## REQUIRED WORK
Somewhere below is a line with "pub fn new()" and, later, a line with "non-enumerable data property"; repeat those two lines and all the lines between them, exactly as they are.

═══ MATERIAL FOR THE TASK ═══

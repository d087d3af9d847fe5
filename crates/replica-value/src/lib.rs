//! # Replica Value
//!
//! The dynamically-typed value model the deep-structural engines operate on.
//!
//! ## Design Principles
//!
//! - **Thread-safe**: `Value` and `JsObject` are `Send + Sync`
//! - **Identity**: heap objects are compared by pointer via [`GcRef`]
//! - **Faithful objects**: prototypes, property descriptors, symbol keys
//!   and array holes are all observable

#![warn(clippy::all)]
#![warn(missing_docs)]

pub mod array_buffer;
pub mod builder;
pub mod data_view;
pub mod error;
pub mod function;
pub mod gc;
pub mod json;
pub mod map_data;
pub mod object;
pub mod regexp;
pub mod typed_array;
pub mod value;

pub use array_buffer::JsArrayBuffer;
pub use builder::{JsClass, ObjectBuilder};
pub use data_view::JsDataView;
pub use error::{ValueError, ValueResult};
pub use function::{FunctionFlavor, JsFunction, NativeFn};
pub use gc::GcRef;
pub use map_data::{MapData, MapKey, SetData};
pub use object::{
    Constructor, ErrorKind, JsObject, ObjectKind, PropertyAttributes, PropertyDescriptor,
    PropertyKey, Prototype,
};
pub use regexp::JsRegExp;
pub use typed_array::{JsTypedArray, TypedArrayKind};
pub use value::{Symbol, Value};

═══
═══ MATERIAL FOR THE TASK ═══

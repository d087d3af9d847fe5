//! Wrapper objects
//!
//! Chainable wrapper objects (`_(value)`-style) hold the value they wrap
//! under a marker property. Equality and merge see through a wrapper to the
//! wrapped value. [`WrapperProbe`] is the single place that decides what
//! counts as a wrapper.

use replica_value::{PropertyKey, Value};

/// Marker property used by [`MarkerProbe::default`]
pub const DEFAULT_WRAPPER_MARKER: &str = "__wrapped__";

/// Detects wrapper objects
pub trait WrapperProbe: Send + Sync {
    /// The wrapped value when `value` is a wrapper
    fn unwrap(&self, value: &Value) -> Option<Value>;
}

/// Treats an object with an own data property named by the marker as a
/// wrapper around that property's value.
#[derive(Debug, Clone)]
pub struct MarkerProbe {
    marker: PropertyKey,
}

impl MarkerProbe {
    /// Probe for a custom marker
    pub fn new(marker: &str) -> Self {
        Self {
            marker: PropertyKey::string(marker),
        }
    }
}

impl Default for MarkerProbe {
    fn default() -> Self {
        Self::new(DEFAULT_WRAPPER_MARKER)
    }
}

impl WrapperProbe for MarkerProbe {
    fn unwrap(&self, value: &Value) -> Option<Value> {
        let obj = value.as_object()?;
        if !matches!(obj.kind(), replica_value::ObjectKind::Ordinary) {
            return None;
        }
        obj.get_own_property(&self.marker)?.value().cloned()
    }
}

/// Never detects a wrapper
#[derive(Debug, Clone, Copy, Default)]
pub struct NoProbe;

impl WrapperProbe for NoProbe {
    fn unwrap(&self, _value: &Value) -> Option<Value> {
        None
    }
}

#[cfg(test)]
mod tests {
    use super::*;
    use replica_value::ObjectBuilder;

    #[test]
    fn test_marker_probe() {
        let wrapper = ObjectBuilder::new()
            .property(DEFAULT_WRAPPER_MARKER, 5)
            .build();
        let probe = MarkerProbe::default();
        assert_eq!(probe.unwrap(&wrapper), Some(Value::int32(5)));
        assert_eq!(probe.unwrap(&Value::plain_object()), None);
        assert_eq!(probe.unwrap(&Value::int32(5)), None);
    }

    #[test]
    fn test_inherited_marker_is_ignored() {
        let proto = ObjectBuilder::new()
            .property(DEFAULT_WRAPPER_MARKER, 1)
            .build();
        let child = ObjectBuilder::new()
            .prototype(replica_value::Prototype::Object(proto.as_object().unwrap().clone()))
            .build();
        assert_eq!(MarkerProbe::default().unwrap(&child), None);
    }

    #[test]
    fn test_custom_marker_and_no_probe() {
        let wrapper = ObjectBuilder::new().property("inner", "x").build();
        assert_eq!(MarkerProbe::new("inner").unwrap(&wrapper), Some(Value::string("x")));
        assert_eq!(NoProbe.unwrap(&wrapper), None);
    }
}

═══
═══ MATERIAL FOR THE TASK ═══

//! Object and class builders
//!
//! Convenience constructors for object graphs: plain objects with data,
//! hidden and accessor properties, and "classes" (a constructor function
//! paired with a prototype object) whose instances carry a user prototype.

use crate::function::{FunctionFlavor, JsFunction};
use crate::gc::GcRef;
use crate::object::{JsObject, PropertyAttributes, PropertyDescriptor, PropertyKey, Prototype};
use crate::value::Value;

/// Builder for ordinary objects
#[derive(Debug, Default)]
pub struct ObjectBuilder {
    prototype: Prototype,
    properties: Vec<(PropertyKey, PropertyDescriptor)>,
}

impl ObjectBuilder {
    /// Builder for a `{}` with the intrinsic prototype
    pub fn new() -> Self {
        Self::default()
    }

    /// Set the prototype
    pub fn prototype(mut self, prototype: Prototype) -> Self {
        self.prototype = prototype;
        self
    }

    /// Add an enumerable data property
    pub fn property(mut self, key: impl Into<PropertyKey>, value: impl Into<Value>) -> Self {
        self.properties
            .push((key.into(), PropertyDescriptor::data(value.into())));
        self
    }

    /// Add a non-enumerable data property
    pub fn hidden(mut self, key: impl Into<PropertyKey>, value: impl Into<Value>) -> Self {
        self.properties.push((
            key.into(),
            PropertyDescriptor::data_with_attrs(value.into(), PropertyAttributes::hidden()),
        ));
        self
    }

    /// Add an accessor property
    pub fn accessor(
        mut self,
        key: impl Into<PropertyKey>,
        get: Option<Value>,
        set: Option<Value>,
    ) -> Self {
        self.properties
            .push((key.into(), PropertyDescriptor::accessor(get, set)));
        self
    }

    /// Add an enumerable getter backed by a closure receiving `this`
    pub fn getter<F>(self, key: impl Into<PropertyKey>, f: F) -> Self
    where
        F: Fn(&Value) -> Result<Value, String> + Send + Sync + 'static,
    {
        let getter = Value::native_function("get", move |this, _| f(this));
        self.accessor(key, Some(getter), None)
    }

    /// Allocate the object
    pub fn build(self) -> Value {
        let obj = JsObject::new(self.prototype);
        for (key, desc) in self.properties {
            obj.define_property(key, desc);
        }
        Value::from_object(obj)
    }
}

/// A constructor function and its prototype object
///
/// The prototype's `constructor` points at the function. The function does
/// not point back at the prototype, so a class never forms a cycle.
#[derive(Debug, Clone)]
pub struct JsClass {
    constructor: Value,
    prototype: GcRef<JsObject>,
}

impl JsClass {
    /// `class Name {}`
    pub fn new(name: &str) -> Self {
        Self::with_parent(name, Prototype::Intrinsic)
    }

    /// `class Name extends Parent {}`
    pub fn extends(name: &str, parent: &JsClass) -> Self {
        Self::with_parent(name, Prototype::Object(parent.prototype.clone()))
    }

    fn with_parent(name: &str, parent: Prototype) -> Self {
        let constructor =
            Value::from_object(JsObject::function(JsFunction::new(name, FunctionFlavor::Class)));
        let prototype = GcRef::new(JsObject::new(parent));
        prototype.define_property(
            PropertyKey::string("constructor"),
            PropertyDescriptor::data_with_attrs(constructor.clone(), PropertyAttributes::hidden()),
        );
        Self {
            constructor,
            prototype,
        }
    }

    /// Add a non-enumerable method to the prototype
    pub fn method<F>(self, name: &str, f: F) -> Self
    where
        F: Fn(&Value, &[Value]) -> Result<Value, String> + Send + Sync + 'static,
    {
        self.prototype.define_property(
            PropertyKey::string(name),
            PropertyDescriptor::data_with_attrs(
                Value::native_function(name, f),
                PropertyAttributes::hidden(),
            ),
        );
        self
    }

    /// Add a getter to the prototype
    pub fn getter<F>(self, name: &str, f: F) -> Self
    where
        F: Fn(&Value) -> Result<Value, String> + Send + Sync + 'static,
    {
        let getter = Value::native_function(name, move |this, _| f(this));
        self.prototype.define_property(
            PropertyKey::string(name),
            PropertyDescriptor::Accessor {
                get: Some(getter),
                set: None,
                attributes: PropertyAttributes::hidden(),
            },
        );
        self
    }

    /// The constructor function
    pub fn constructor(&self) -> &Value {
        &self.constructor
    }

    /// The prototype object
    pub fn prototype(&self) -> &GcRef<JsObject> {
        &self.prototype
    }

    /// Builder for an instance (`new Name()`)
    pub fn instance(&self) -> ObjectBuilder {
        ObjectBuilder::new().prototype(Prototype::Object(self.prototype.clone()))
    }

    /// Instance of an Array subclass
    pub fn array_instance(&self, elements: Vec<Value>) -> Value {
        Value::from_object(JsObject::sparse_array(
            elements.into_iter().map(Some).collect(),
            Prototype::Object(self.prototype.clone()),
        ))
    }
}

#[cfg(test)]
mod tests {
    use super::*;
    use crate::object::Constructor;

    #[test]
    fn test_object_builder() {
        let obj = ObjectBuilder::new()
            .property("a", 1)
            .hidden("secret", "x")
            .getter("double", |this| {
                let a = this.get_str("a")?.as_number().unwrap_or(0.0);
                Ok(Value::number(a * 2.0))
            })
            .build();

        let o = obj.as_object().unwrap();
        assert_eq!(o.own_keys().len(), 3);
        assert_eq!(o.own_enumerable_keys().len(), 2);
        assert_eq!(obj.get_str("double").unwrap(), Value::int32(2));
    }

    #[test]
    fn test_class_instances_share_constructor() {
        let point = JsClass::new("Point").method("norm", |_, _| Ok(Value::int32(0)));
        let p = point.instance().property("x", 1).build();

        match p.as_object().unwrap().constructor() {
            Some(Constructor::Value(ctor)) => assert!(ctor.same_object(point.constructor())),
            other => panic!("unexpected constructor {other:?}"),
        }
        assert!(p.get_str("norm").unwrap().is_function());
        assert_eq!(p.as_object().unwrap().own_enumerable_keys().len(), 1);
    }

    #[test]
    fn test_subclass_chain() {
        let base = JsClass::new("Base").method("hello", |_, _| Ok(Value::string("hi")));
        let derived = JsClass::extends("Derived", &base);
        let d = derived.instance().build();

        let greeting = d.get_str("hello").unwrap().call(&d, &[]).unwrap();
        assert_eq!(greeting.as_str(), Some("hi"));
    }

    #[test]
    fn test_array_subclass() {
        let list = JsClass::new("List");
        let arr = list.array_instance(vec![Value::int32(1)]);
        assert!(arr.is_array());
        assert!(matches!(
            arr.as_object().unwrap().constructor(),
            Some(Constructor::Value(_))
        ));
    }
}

═══

## ANSWER TO THIS PROBLEM
    pub fn new() -> Self {
        Self::default()
    }

    /// Set the prototype
    pub fn prototype(mut self, prototype: Prototype) -> Self {
        self.prototype = prototype;
        self
    }

    /// Add an enumerable data property
    pub fn property(mut self, key: impl Into<PropertyKey>, value: impl Into<Value>) -> Self {
        self.properties
            .push((key.into(), PropertyDescriptor::data(value.into())));
        self
    }

    /// Add a non-enumerable data property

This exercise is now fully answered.